The importance of the crosier to Artaud becomes for Bullo both a physical and metaphorical guide with which she delicately probes the nature of self healing and the journeys that are taken as part of this process. Through the Jungian suggestion that the experience of psychosis is a journey for the individual to rediscover something that has been lost to them, the concept of METANOIA comes to represent an existential journey towards recovery.
In Greek metanoia means a change of mind, for Karl Jung it stood for a process that the psyche goes through in a spontaneous act towards self reparation after a breakdown. For Bullo the creation of personal mythologies by the individual who is in a state of metanoia, offers the artist a situation from which to explore the nature of the schizophrenic body, self-reparation and the potential of amulets such as Artaud’s crosier, which embody for the holder magical and healing properties.
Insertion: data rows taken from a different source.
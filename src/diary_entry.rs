use crate::emotion::Emotion;
use crate::photo::Photo;
use crate::text_input::TextInput;
use chrono::NaiveDate;
use uuid::Uuid;

#[derive(Debug, Clone, PartialEq, Eq)]
pub struct DiaryEntry {
    pub id: Uuid,
    pub date: NaiveDate,
    pub text: String,
    pub emotion: Emotion,
    pub photo: Option<Photo>,
}

impl DiaryEntry {
    pub fn new(date: NaiveDate, text: String, emotion: Emotion, photo: Option<Photo>) -> Self {
        DiaryEntry {
            id: Uuid::new_v4(),
            date,
            text,
            emotion,
            photo,
        }
    }

    /// First line of the text, for list previews.
    pub fn headline(&self) -> &str {
        self.text.lines().next().unwrap_or("")
    }
}

/// State of the "add entry" form, opened for one day.
///
/// Dropping the draft is the cancel path: nothing reaches the diary.
#[derive(Debug, Clone)]
pub struct EntryDraft {
    date: NaiveDate,
    pub text: TextInput,
    pub emotion: Emotion,
    pub photo: Option<Photo>,
}

impl EntryDraft {
    pub fn new(date: NaiveDate) -> Self {
        EntryDraft {
            date,
            text: TextInput::new(),
            emotion: Emotion::default(),
            photo: None,
        }
    }

    pub fn date(&self) -> NaiveDate {
        self.date
    }

    /// Builds the entry and hands it to `on_save`. Empty text is accepted.
    pub fn submit(self, on_save: impl FnOnce(DiaryEntry)) {
        on_save(DiaryEntry::new(
            self.date,
            self.text.into_string(),
            self.emotion,
            self.photo,
        ));
    }
}
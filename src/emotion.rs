use std::fmt;

/// Mood tag attached to every diary entry.
#[derive(Debug, Clone, Copy, PartialEq, Eq, Hash, Default)]
pub enum Emotion {
    #[default]
    Happy,
    Sad,
    Excited,
    Angry,
    Relaxed,
}

impl Emotion {
    pub const ALL: [Emotion; 5] = [
        Emotion::Happy,
        Emotion::Sad,
        Emotion::Excited,
        Emotion::Angry,
        Emotion::Relaxed,
    ];

    pub fn label(self) -> &'static str {
        match self {
            Emotion::Happy => "Happy",
            Emotion::Sad => "Sad",
            Emotion::Excited => "Excited",
            Emotion::Angry => "Angry",
            Emotion::Relaxed => "Relaxed",
        }
    }

    pub fn icon(self) -> &'static str {
        match self {
            Emotion::Happy => "☀️",
            Emotion::Sad => "🌧️",
            Emotion::Excited => "🎈",
            Emotion::Angry => "🔥",
            Emotion::Relaxed => "🌊",
        }
    }

    fn position(self) -> usize {
        Self::ALL.iter().position(|e| *e == self).unwrap_or(0)
    }

    /// Next tag in picker order, wrapping around.
    pub fn next(self) -> Self {
        Self::ALL[(self.position() + 1) % Self::ALL.len()]
    }

    pub fn previous(self) -> Self {
        Self::ALL[(self.position() + Self::ALL.len() - 1) % Self::ALL.len()]
    }
}

impl fmt::Display for Emotion {
    fn fmt(&self, f: &mut fmt::Formatter<'_>) -> fmt::Result {
        f.write_str(self.label())
    }
}
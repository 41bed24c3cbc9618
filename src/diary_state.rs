use crate::diary_entry::DiaryEntry;
use crate::error::DiaryError;
use crate::week::{week_window, Week, WeekStart};
use chrono::{Days, NaiveDate};
use std::collections::BTreeMap;
use tracing::{debug, info};

/// In-memory diary: entries indexed by day, plus the day the user is looking at.
pub struct DiaryState {
    entries: BTreeMap<NaiveDate, Vec<DiaryEntry>>,
    selected_day: NaiveDate,
    week: Week,
    week_start: WeekStart,
}

impl DiaryState {
    pub fn new(today: NaiveDate, week_start: WeekStart) -> Result<Self, DiaryError> {
        let week = week_window(today, week_start)
            .ok_or_else(|| DiaryError::DateOutOfRange(format!("week of {today}")))?;
        Ok(DiaryState {
            entries: BTreeMap::new(),
            selected_day: today,
            week,
            week_start,
        })
    }

    /// Appends to the entry's own day, keeping insertion order.
    pub fn add_entry(&mut self, entry: DiaryEntry) {
        info!(date = %entry.date, emotion = %entry.emotion, "diary entry added");
        self.entries.entry(entry.date).or_default().push(entry);
    }

    pub fn delete_entry(&mut self, date: NaiveDate, index: usize) -> Result<DiaryEntry, DiaryError> {
        let day = self
            .entries
            .get_mut(&date)
            .filter(|day| index < day.len())
            .ok_or(DiaryError::EntryNotFound { date, index })?;
        let removed = day.remove(index);
        if day.is_empty() {
            self.entries.remove(&date);
        }
        info!(date = %date, id = %removed.id, "diary entry deleted");
        Ok(removed)
    }

    pub fn entries_on(&self, date: NaiveDate) -> &[DiaryEntry] {
        self.entries.get(&date).map(Vec::as_slice).unwrap_or(&[])
    }

    pub fn has_entries(&self, date: NaiveDate) -> bool {
        !self.entries_on(date).is_empty()
    }

    pub fn entry_count(&self) -> usize {
        self.entries.values().map(Vec::len).sum()
    }

    pub fn selected_day(&self) -> NaiveDate {
        self.selected_day
    }

    pub fn current_week(&self) -> Week {
        self.week
    }

    /// Moves the selection, unless the week around `date` falls off the calendar.
    pub fn select_day(&mut self, date: NaiveDate) {
        match week_window(date, self.week_start) {
            Some(week) => {
                self.selected_day = date;
                self.week = week;
            }
            None => debug!(%date, "selection kept, week out of range"),
        }
    }

    pub fn select_today(&mut self, today: NaiveDate) {
        self.select_day(today);
    }

    pub fn select_previous_day(&mut self) {
        self.shift_back(1);
    }

    pub fn select_next_day(&mut self) {
        self.shift_forward(1);
    }

    pub fn select_previous_week(&mut self) {
        self.shift_back(7);
    }

    pub fn select_next_week(&mut self) {
        self.shift_forward(7);
    }

    fn shift_back(&mut self, days: u64) {
        if let Some(d) = self.selected_day.checked_sub_days(Days::new(days)) {
            self.select_day(d);
        }
    }

    fn shift_forward(&mut self, days: u64) {
        if let Some(d) = self.selected_day.checked_add_days(Days::new(days)) {
            self.select_day(d);
        }
    }
}

#[cfg(test)]
mod tests {
    use super::*;
    use crate::diary_entry::EntryDraft;
    use crate::emotion::Emotion;

    fn ymd(y: i32, m: u32, d: u32) -> NaiveDate {
        NaiveDate::from_ymd_opt(y, m, d).expect("valid date")
    }

    fn state_on(day: NaiveDate) -> DiaryState {
        DiaryState::new(day, WeekStart::Monday).expect("representable week")
    }

    fn entry(date: NaiveDate, text: &str) -> DiaryEntry {
        DiaryEntry::new(date, text.to_string(), Emotion::Happy, None)
    }

    fn texts(state: &DiaryState, date: NaiveDate) -> Vec<&str> {
        state.entries_on(date).iter().map(|e| e.text.as_str()).collect()
    }

    #[test]
    fn appending_keeps_order_and_leaves_other_days_alone() {
        let d1 = ymd(2026, 10, 17);
        let d2 = ymd(2026, 10, 18);
        let mut state = state_on(d2);
        state.add_entry(entry(d1, "yesterday"));
        let before: Vec<DiaryEntry> = state.entries_on(d1).to_vec();

        state.add_entry(entry(d2, "first"));
        state.add_entry(entry(d2, "second"));

        assert_eq!(state.entries_on(d1), before.as_slice());
        assert_eq!(texts(&state, d2), ["first", "second"]);
        assert_eq!(state.entry_count(), 3);
    }

    #[test]
    fn every_entry_is_stored_under_its_own_date() {
        let mut state = state_on(ymd(2026, 1, 1));
        for day in 1..=5 {
            state.add_entry(entry(ymd(2026, 1, day), "x"));
            state.add_entry(entry(ymd(2026, 2, day), "y"));
        }
        for (date, entries) in &state.entries {
            assert!(entries.iter().all(|e| e.date == *date));
        }
    }

    #[test]
    fn delete_removes_exactly_one_and_keeps_order() {
        let day = ymd(2026, 10, 18);
        let mut state = state_on(day);
        for t in ["a", "b", "c", "d"] {
            state.add_entry(entry(day, t));
        }

        let removed = state.delete_entry(day, 1).unwrap();
        assert_eq!(removed.text, "b");
        assert_eq!(texts(&state, day), ["a", "c", "d"]);
    }

    #[test]
    fn delete_out_of_range_is_an_error() {
        let day = ymd(2026, 10, 18);
        let mut state = state_on(day);
        assert_eq!(
            state.delete_entry(day, 0),
            Err(DiaryError::EntryNotFound { date: day, index: 0 })
        );
        state.add_entry(entry(day, "only"));
        assert!(state.delete_entry(day, 1).is_err());
        assert_eq!(state.entry_count(), 1);
    }

    #[test]
    fn deleting_last_entry_empties_the_day() {
        let day = ymd(2026, 10, 18);
        let mut state = state_on(day);
        state.add_entry(entry(day, "only"));
        state.delete_entry(day, 0).unwrap();
        assert!(!state.has_entries(day));
        assert!(state.entries.is_empty());
    }

    #[test]
    fn submitted_form_lands_on_its_day() {
        let day = ymd(2026, 10, 18);
        let mut state = state_on(day);
        let mut draft = EntryDraft::new(day);
        for c in "Great day".chars() {
            draft.text.insert(c);
        }
        draft.submit(|e| state.add_entry(e));

        let saved = state.entries_on(day);
        assert_eq!(saved.len(), 1);
        assert_eq!(saved[0].emotion, Emotion::Happy);
        assert_eq!(saved[0].text, "Great day");
        assert_eq!(saved[0].date, day);
        assert!(saved[0].photo.is_none());
    }

    #[test]
    fn cancelled_form_leaves_the_day_unchanged() {
        let day = ymd(2026, 10, 18);
        let mut state = state_on(day);
        state.add_entry(entry(day, "kept"));
        let before = state.entries_on(day).to_vec();

        let mut draft = EntryDraft::new(day);
        draft.text.insert('x');
        draft.emotion = Emotion::Sad;
        drop(draft);

        assert_eq!(state.entries_on(day), before.as_slice());
    }

    #[test]
    fn navigation_moves_selection_and_week() {
        let mut state = state_on(ymd(2026, 10, 18));
        state.select_next_day();
        assert_eq!(state.selected_day(), ymd(2026, 10, 19));
        assert_eq!(state.current_week().first_day(), ymd(2026, 10, 19));

        state.select_previous_week();
        assert_eq!(state.selected_day(), ymd(2026, 10, 12));

        state.select_next_week();
        state.select_previous_day();
        assert_eq!(state.selected_day(), ymd(2026, 10, 18));

        state.select_day(ymd(2020, 2, 29));
        assert_eq!(state.current_week().first_day(), ymd(2020, 2, 24));
        state.select_today(ymd(2026, 10, 18));
        assert_eq!(state.selected_day(), ymd(2026, 10, 18));
    }

    #[test]
    fn navigation_stops_before_the_calendar_runs_out() {
        let near_end = NaiveDate::MAX.checked_sub_days(Days::new(20)).unwrap();
        let mut state = state_on(near_end);
        for _ in 0..10 {
            state.select_next_week();
            state.select_next_day();
        }
        let last = state.selected_day();
        assert!(last > near_end);
        assert!(state.current_week().contains(last));
        state.select_next_day();
        state.select_next_week();
        assert_eq!(state.selected_day(), last);

        let near_start = NaiveDate::MIN.checked_add_days(Days::new(20)).unwrap();
        let mut state = state_on(near_start);
        for _ in 0..10 {
            state.select_previous_week();
            state.select_previous_day();
        }
        assert!(state.current_week().contains(state.selected_day()));
    }

    #[test]
    fn new_rejects_a_day_whose_week_is_unrepresentable() {
        let unrepresentable = [WeekStart::Monday, WeekStart::Sunday]
            .into_iter()
            .find(|s| week_window(NaiveDate::MAX, *s).is_none())
            .expect("MAX ends at most one week convention");
        assert!(matches!(
            DiaryState::new(NaiveDate::MAX, unrepresentable),
            Err(DiaryError::DateOutOfRange(_))
        ));
    }
}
This body of work was inspired by an artist’s residency at the foot of Saint Patrick’s resting place, Croagh Patrick. It is a sensitive evocation of what it is to journey through trauma and the aids that are physically and psychologically developed in order to survive the affects of contemporary living.

A text by Monica Flynn based on email conversation and some unresolved thoughts on Bullo’s work will accompany the exhibition.

Unit H is The Market Studios curated exhibition series which is programmed by Claire Behan and Deirdre Morrissey. As a new exhibition & project space it is dedicated to introducing work by international artists as well as providing a platform for a variety of events from a dynamic network of Irish, visual art practitioners.  The Market Studios is an independent not-for-profit workspace, established in December 2007 by curator/ artists, Claire Behan, Deirdre Morrissey and artist Monica Flynn.  The Market Studios is a creative space which has taken a proactive approach in establishing a locus were visual artists, writers and curators can meet, work and enjoy the benefits of peer and cross disciplinary exchange.  Located in the heart of the markets area, just off Capel St, the studios provide workspace for 20 artists.